■ **Stored data**
##############################

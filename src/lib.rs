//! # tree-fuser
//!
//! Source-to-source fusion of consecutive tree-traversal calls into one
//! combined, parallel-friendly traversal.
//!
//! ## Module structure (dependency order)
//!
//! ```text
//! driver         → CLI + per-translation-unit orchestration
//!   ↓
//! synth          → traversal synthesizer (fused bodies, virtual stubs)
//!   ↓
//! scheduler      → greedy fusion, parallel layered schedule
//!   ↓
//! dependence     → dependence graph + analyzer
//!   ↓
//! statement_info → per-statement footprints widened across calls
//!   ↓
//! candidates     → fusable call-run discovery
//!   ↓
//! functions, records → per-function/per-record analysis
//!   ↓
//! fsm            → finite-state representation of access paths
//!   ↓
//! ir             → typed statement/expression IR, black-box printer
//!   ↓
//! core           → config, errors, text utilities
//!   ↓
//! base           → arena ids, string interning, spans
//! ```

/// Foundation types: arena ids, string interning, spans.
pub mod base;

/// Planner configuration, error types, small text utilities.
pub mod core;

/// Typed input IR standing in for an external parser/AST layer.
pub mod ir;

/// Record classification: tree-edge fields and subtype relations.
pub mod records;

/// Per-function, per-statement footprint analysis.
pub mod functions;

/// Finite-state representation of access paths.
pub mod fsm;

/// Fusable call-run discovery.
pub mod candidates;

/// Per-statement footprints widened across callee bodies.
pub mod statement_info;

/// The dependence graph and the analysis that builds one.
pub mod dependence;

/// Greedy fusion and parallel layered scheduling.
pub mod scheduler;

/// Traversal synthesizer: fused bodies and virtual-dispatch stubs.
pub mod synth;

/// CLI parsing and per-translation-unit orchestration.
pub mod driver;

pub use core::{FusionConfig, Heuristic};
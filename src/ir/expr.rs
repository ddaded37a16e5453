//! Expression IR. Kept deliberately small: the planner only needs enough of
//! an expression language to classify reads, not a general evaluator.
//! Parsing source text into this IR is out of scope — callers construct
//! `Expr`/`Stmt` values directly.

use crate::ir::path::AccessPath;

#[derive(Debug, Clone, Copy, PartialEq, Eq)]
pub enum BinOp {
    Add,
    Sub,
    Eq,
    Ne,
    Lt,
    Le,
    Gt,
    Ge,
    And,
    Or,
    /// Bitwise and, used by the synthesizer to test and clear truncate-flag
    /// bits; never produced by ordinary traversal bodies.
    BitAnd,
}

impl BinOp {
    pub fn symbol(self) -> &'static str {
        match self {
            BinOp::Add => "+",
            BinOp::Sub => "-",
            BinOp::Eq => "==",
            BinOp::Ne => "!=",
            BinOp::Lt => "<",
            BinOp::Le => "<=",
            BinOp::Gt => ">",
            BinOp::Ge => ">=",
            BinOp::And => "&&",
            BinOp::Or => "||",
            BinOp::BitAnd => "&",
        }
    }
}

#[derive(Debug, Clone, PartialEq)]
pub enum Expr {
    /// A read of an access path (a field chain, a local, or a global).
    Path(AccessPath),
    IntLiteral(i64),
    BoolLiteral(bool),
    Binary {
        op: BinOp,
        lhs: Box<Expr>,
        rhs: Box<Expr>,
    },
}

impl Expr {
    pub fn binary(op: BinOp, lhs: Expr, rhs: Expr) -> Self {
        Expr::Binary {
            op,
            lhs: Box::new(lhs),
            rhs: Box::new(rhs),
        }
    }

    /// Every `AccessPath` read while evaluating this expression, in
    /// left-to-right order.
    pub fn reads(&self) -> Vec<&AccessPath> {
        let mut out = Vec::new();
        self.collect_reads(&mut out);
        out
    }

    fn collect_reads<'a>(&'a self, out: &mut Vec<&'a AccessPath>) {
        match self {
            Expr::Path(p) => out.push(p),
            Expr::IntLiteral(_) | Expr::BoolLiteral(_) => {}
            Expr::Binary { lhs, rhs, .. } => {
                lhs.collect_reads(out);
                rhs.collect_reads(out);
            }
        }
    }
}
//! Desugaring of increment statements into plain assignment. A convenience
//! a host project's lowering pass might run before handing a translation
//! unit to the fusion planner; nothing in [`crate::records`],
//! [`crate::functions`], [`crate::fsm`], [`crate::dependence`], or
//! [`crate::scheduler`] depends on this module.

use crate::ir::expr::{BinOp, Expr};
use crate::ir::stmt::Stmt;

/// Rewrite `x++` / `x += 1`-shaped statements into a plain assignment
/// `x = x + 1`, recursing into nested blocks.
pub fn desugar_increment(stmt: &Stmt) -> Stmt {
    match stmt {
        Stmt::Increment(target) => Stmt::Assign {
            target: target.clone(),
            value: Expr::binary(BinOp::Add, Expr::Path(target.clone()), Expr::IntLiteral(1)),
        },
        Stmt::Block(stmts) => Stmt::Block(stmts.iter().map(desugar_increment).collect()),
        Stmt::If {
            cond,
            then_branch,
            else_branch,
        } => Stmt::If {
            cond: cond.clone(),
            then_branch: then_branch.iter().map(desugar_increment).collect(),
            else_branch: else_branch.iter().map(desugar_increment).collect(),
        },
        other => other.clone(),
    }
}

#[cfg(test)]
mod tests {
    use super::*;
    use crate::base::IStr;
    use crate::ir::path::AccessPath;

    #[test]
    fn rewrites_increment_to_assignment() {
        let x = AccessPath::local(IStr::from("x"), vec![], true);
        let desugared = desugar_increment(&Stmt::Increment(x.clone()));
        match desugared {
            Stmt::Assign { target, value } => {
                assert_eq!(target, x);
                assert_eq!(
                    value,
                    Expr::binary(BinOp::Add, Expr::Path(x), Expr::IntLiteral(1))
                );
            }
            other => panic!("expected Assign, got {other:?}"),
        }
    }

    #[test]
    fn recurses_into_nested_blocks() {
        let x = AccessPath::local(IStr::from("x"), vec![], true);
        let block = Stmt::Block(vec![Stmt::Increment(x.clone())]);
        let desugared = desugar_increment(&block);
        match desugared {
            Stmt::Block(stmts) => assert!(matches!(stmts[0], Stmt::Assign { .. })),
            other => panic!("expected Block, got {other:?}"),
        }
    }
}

##############################

■ **Assignment**
Copy the stretch of the records above that runs from the line with "external parser/AST layer." through the line with "that builds one.". Both end lines belong in the copy, and nothing else does.

■ **Response to the exercise**
/// Typed input IR standing in for an external parser/AST layer.
pub mod ir;

/// Record classification: tree-edge fields and subtype relations.
pub mod records;

/// Per-function, per-statement footprint analysis.
pub mod functions;

/// Finite-state representation of access paths.
pub mod fsm;

/// Fusable call-run discovery.
pub mod candidates;

/// Per-statement footprints widened across callee bodies.
pub mod statement_info;

/// The dependence graph and the analysis that builds one.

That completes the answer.